[Saved entries]
================
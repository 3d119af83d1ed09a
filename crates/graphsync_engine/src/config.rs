//! Configuration for synchronizers and clients.

use std::time::Duration;

/// Default number of commits kept per entity.
pub const DEFAULT_HISTORY_LENGTH: usize = 20;

/// Default auto-commit delay of relays.
pub const DEFAULT_AUTO_COMMIT: Duration = Duration::from_millis(100);

/// Configuration for a [`Synchronizer`](crate::Synchronizer).
#[derive(Debug, Clone, PartialEq, Eq)]
pub struct SyncConfig {
    /// Conflict priority of this replica. Higher wins ties.
    pub priority: i64,
    /// Commits kept per entity for conflict detection (at least 1).
    pub history_length: usize,
    /// Trailing-edge throttle for automatic commits. `None` disables them.
    pub auto_commit: Option<Duration>,
    /// Follow the model's registry when created with a model.
    pub sync_registry: bool,
    /// Commit pending changes when stopping.
    pub flush_on_stop: bool,
}

impl SyncConfig {
    /// Creates a configuration with default settings.
    pub fn new() -> Self {
        Self {
            priority: 0,
            history_length: DEFAULT_HISTORY_LENGTH,
            auto_commit: None,
            sync_registry: false,
            flush_on_stop: false,
        }
    }

    /// Sets the priority.
    pub fn with_priority(mut self, priority: i64) -> Self {
        self.priority = priority;
        self
    }

    /// Sets the history length.
    pub fn with_history_length(mut self, length: usize) -> Self {
        self.history_length = length.max(1);
        self
    }

    /// Enables automatic commits after `delay`.
    pub fn with_auto_commit(mut self, delay: Duration) -> Self {
        self.auto_commit = Some(delay);
        self
    }

    /// Disables automatic commits.
    pub fn without_auto_commit(mut self) -> Self {
        self.auto_commit = None;
        self
    }

    /// Sets whether the model's registry is followed.
    pub fn with_sync_registry(mut self, sync_registry: bool) -> Self {
        self.sync_registry = sync_registry;
        self
    }

    /// Sets whether pending changes are committed on stop.
    pub fn with_flush_on_stop(mut self, flush: bool) -> Self {
        self.flush_on_stop = flush;
        self
    }
}

impl Default for SyncConfig {
    fn default() -> Self {
        Self::new()
    }
}

/// Configuration for a [`SyncClient`](crate::SyncClient).
#[derive(Debug, Clone, PartialEq, Eq)]
pub struct ClientConfig {
    /// Synchronizer settings.
    pub sync: SyncConfig,
}

impl ClientConfig {
    /// Creates a client configuration: priority 0, auto-commit after 100 ms,
    /// following the model's registry.
    pub fn new() -> Self {
        Self {
            sync: SyncConfig::new()
                .with_auto_commit(DEFAULT_AUTO_COMMIT)
                .with_sync_registry(true),
        }
    }

    /// Replaces the synchronizer settings.
    pub fn with_sync(mut self, sync: SyncConfig) -> Self {
        self.sync = sync;
        self
    }

    /// Sets the auto-commit delay.
    pub fn with_auto_commit(mut self, delay: Option<Duration>) -> Self {
        self.sync.auto_commit = delay;
        self
    }

    /// Sets the priority.
    pub fn with_priority(mut self, priority: i64) -> Self {
        self.sync.priority = priority;
        self
    }
}

impl Default for ClientConfig {
    fn default() -> Self {
        Self::new()
    }
}
//! Error types for the sync engine.

use graphsync_model::ModelError;
use graphsync_protocol::{Gid, ProtocolError};
use thiserror::Error;

/// Result type for sync operations.
pub type SyncResult<T> = Result<T, SyncError>;

/// Errors that can occur during sync operations.
#[derive(Error, Debug, Clone, PartialEq)]
pub enum SyncError {
    /// A commit was based on a version older than any retained history.
    #[error(
        "commit for {gid} has a base version ({base_version}) lower than any commit kept in history ({required_version})"
    )]
    OutdatedCommit {
        /// Gid of the entity the commit targets.
        gid: Gid,
        /// Version the commit was produced at.
        base_version: u64,
        /// Oldest version still in history.
        required_version: u64,
    },

    /// Invalid configuration or wiring.
    #[error("configuration error: {0}")]
    Configuration(String),

    /// Encoding or decoding failed.
    #[error("protocol error: {0}")]
    Protocol(#[from] ProtocolError),

    /// The entity model rejected an operation.
    #[error("model error: {0}")]
    Model(#[from] ModelError),

    /// Message could not be delivered; the peer is gone.
    #[error("transport error: {0}")]
    Transport(String),

    /// A relay received a message it does not handle.
    #[error("unexpected '{event}' message")]
    UnexpectedMessage {
        /// Wire event name.
        event: String,
    },

    /// Not connected.
    #[error("not connected")]
    NotConnected,
}

impl SyncError {
    /// Creates an outdated commit error.
    pub fn outdated(gid: Gid, base_version: u64, required_version: u64) -> Self {
        Self::OutdatedCommit {
            gid,
            base_version,
            required_version,
        }
    }

    /// Creates a configuration error.
    pub fn configuration(message: impl Into<String>) -> Self {
        Self::Configuration(message.into())
    }

    /// Creates a transport error.
    pub fn transport(message: impl Into<String>) -> Self {
        Self::Transport(message.into())
    }

    /// Creates an unexpected message error.
    pub fn unexpected(event: impl Into<String>) -> Self {
        Self::UnexpectedMessage {
            event: event.into(),
        }
    }

    /// Returns true if the operation can succeed once the link comes back.
    pub fn is_retryable(&self) -> bool {
        matches!(self, SyncError::NotConnected)
    }

    /// Returns true if the peer can recover by resynchronizing from a full
    /// state.
    pub fn is_recoverable(&self) -> bool {
        matches!(self, SyncError::OutdatedCommit { .. })
    }
}

#[cfg(test)]
mod tests {
    use super::*;

    #[test]
    fn retryable_errors() {
        assert!(!SyncError::transport("channel closed").is_retryable());
        assert!(SyncError::NotConnected.is_retryable());
        assert!(!SyncError::configuration("twice").is_retryable());
    }

    #[test]
    fn outdated_commits_are_recoverable() {
        let err = SyncError::outdated(Gid::from("root"), 2, 7);
        assert!(err.is_recoverable());
        let text = err.to_string();
        assert!(text.contains("(2)"));
        assert!(text.contains("(7)"));
        assert!(!SyncError::NotConnected.is_recoverable());
    }

    #[test]
    fn error_display() {
        let err = SyncError::configuration("cannot switch registry");
        assert_eq!(err.to_string(), "configuration error: cannot switch registry");

        let err: SyncError = ModelError::DuplicateGid(Gid::from("a")).into();
        assert_eq!(err.to_string(), "model error: duplicate gid: a");
    }
}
================
From the records above, pull out every line containing the word "settings".

> **Completed task**
    /// Creates a configuration with default settings.
    /// Synchronizer settings.
    /// Replaces the synchronizer settings.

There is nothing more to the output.